What this task involves | Print the entire listing. Each line must match the original exactly.

Task data |
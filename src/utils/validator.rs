use anyhow::Result;
use regex::Regex;
use std::sync::OnceLock;
use url::Url;

use crate::core::error::DownloadError;

fn unsafe_filename_chars() -> &'static Regex {
    static PATTERN: OnceLock<Regex> = OnceLock::new();
    PATTERN.get_or_init(|| Regex::new(r#"[\\/:"*?<>|]+"#).expect("文件名正则无效"))
}

/// 解析下载地址，只接受带主机名的 http/https URL
pub fn parse_source_url(raw: &str) -> Result<Url, DownloadError> {
    let url = Url::parse(raw.trim()).map_err(|e| DownloadError::InvalidUrl(format!("{}: {}", raw, e)))?;
    match url.scheme() {
        "http" | "https" if url.host_str().is_some() => Ok(url),
        "http" | "https" => Err(DownloadError::InvalidUrl(format!("{}: 缺少主机名", raw))),
        other => Err(DownloadError::InvalidUrl(format!("{}: 不支持的协议 {}", raw, other))),
    }
}

pub fn is_valid_url(url: &str) -> bool {
    parse_source_url(url).is_ok()
}

/// 把文件系统不允许的字符替换为 `_`
pub fn sanitize_filename(name: &str) -> String {
    unsafe_filename_chars().replace_all(name, "_").into_owned()
}

pub fn validate_output_path(path: &str) -> Result<()> {
    if path.trim().is_empty() {
        anyhow::bail!("输出路径不能为空");
    }
    Ok(())
}

#[cfg(test)]
mod tests {
    use super::*;

    #[test]
    fn test_url_validation() {
        assert!(is_valid_url("https://example.com"));
        assert!(is_valid_url("http://example.com/a.bin?x=1"));
        assert!(!is_valid_url("invalid-url"));
        assert!(!is_valid_url("ftp://example.com/file"));
        assert!(!is_valid_url("file:///etc/passwd"));
    }

    #[test]
    fn test_parse_source_url_errors() {
        let err = parse_source_url("ftp://example.com").unwrap_err();
        assert!(matches!(err, DownloadError::InvalidUrl(_)));
        assert!(err.is_fatal());
        assert_eq!(
            parse_source_url("  https://example.com/a  ").unwrap().as_str(),
            "https://example.com/a"
        );
    }

    #[test]
    fn test_sanitize_filename() {
        assert_eq!(sanitize_filename("a:b*c?.txt"), "a_b_c_.txt");
        assert_eq!(sanitize_filename("dir/..\\file"), "dir_.._file");
        assert_eq!(sanitize_filename("<<weird>>|name"), "_weird_name");
        assert_eq!(sanitize_filename("normal-name.zip"), "normal-name.zip");
    }

    #[test]
    fn test_output_path_validation() {
        assert!(validate_output_path("./").is_ok());
        assert!(validate_output_path("./nonexistent").is_ok());
        assert!(validate_output_path("  ").is_err());
    }
}
use std::collections::HashMap;
use std::sync::Arc;
use url::Url;
use uuid::Uuid;

use crate::core::task::DownloadTask;

/// 所有任务的登记表，保留插入顺序
///
/// 由管理器 actor 独占，所有访问都经过 actor 的邮箱串行化。
#[derive(Debug, Default)]
pub struct TaskRegistry {
    tasks: HashMap<Uuid, Arc<DownloadTask>>,
    order: Vec<Uuid>,
}

impl TaskRegistry {
    pub fn new() -> Self {
        Self::default()
    }

    /// 创建一个排队中的任务，不会启动
    pub fn create(&mut self, url: Url, force_refresh: bool) -> Uuid {
        let task = Arc::new(DownloadTask::new(url, force_refresh));
        let id = task.id();
        self.tasks.insert(id, task);
        self.order.push(id);
        id
    }

    pub fn get(&self, id: &Uuid) -> Option<Arc<DownloadTask>> {
        self.tasks.get(id).cloned()
    }

    /// 无条件移除
    pub fn remove(&mut self, id: &Uuid) -> bool {
        if self.tasks.remove(id).is_some() {
            self.order.retain(|other| other != id);
            true
        } else {
            false
        }
    }

    /// 按创建顺序返回该 URL 的全部任务
    pub fn find_by_url(&self, url: &Url) -> Vec<Arc<DownloadTask>> {
        self.iter().filter(|task| task.url() == url).cloned().collect()
    }

    pub fn iter(&self) -> impl Iterator<Item = &Arc<DownloadTask>> {
        self.order.iter().filter_map(move |id| self.tasks.get(id))
    }

    pub fn len(&self) -> usize {
        self.tasks.len()
    }

    pub fn is_empty(&self) -> bool {
        self.tasks.is_empty()
    }
}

Expected answer |
filename src/utils/validator.rs
use anyhow::Result;
use regex::Regex;
use std::sync::OnceLock;
use url::Url;

use crate::core::error::DownloadError;

fn unsafe_filename_chars() -> &'static Regex {
    static PATTERN: OnceLock<Regex> = OnceLock::new();
    PATTERN.get_or_init(|| Regex::new(r#"[\\/:"*?<>|]+"#).expect("文件名正则无效"))
}

/// 解析下载地址，只接受带主机名的 http/https URL
pub fn parse_source_url(raw: &str) -> Result<Url, DownloadError> {
    let url = Url::parse(raw.trim()).map_err(|e| DownloadError::InvalidUrl(format!("{}: {}", raw, e)))?;
    match url.scheme() {
        "http" | "https" if url.host_str().is_some() => Ok(url),
        "http" | "https" => Err(DownloadError::InvalidUrl(format!("{}: 缺少主机名", raw))),
        other => Err(DownloadError::InvalidUrl(format!("{}: 不支持的协议 {}", raw, other))),
    }
}

pub fn is_valid_url(url: &str) -> bool {
    parse_source_url(url).is_ok()
}

/// 把文件系统不允许的字符替换为 `_`
pub fn sanitize_filename(name: &str) -> String {
    unsafe_filename_chars().replace_all(name, "_").into_owned()
}

pub fn validate_output_path(path: &str) -> Result<()> {
    if path.trim().is_empty() {
        anyhow::bail!("输出路径不能为空");
    }
    Ok(())
}

#[cfg(test)]
mod tests {
    use super::*;

    #[test]
    fn test_url_validation() {
        assert!(is_valid_url("https://example.com"));
        assert!(is_valid_url("http://example.com/a.bin?x=1"));
        assert!(!is_valid_url("invalid-url"));
        assert!(!is_valid_url("ftp://example.com/file"));
        assert!(!is_valid_url("file:///etc/passwd"));
    }

    #[test]
    fn test_parse_source_url_errors() {
        let err = parse_source_url("ftp://example.com").unwrap_err();
        assert!(matches!(err, DownloadError::InvalidUrl(_)));
        assert!(err.is_fatal());
        assert_eq!(
            parse_source_url("  https://example.com/a  ").unwrap().as_str(),
            "https://example.com/a"
        );
    }

    #[test]
    fn test_sanitize_filename() {
        assert_eq!(sanitize_filename("a:b*c?.txt"), "a_b_c_.txt");
        assert_eq!(sanitize_filename("dir/..\\file"), "dir_.._file");
        assert_eq!(sanitize_filename("<<weird>>|name"), "_weird_name");
        assert_eq!(sanitize_filename("normal-name.zip"), "normal-name.zip");
    }

    #[test]
    fn test_output_path_validation() {
        assert!(validate_output_path("./").is_ok());
        assert!(validate_output_path("./nonexistent").is_ok());
        assert!(validate_output_path("  ").is_err());
    }
}
use std::collections::HashMap;
use std::sync::Arc;
use url::Url;
use uuid::Uuid;

use crate::core::task::DownloadTask;

/// 所有任务的登记表，保留插入顺序
///
/// 由管理器 actor 独占，所有访问都经过 actor 的邮箱串行化。
#[derive(Debug, Default)]
pub struct TaskRegistry {
    tasks: HashMap<Uuid, Arc<DownloadTask>>,
    order: Vec<Uuid>,
}

impl TaskRegistry {
    pub fn new() -> Self {
        Self::default()
    }

    /// 创建一个排队中的任务，不会启动
    pub fn create(&mut self, url: Url, force_refresh: bool) -> Uuid {
        let task = Arc::new(DownloadTask::new(url, force_refresh));
        let id = task.id();
        self.tasks.insert(id, task);
        self.order.push(id);
        id
    }

    pub fn get(&self, id: &Uuid) -> Option<Arc<DownloadTask>> {
        self.tasks.get(id).cloned()
    }

    /// 无条件移除
    pub fn remove(&mut self, id: &Uuid) -> bool {
        if self.tasks.remove(id).is_some() {
            self.order.retain(|other| other != id);
            true
        } else {
            false
        }
    }

    /// 按创建顺序返回该 URL 的全部任务
    pub fn find_by_url(&self, url: &Url) -> Vec<Arc<DownloadTask>> {
        self.iter().filter(|task| task.url() == url).cloned().collect()
    }

    pub fn iter(&self) -> impl Iterator<Item = &Arc<DownloadTask>> {
        self.order.iter().filter_map(move |id| self.tasks.get(id))
    }

    pub fn len(&self) -> usize {
        self.tasks.len()
    }

    pub fn is_empty(&self) -> bool {
        self.tasks.is_empty()
    }
}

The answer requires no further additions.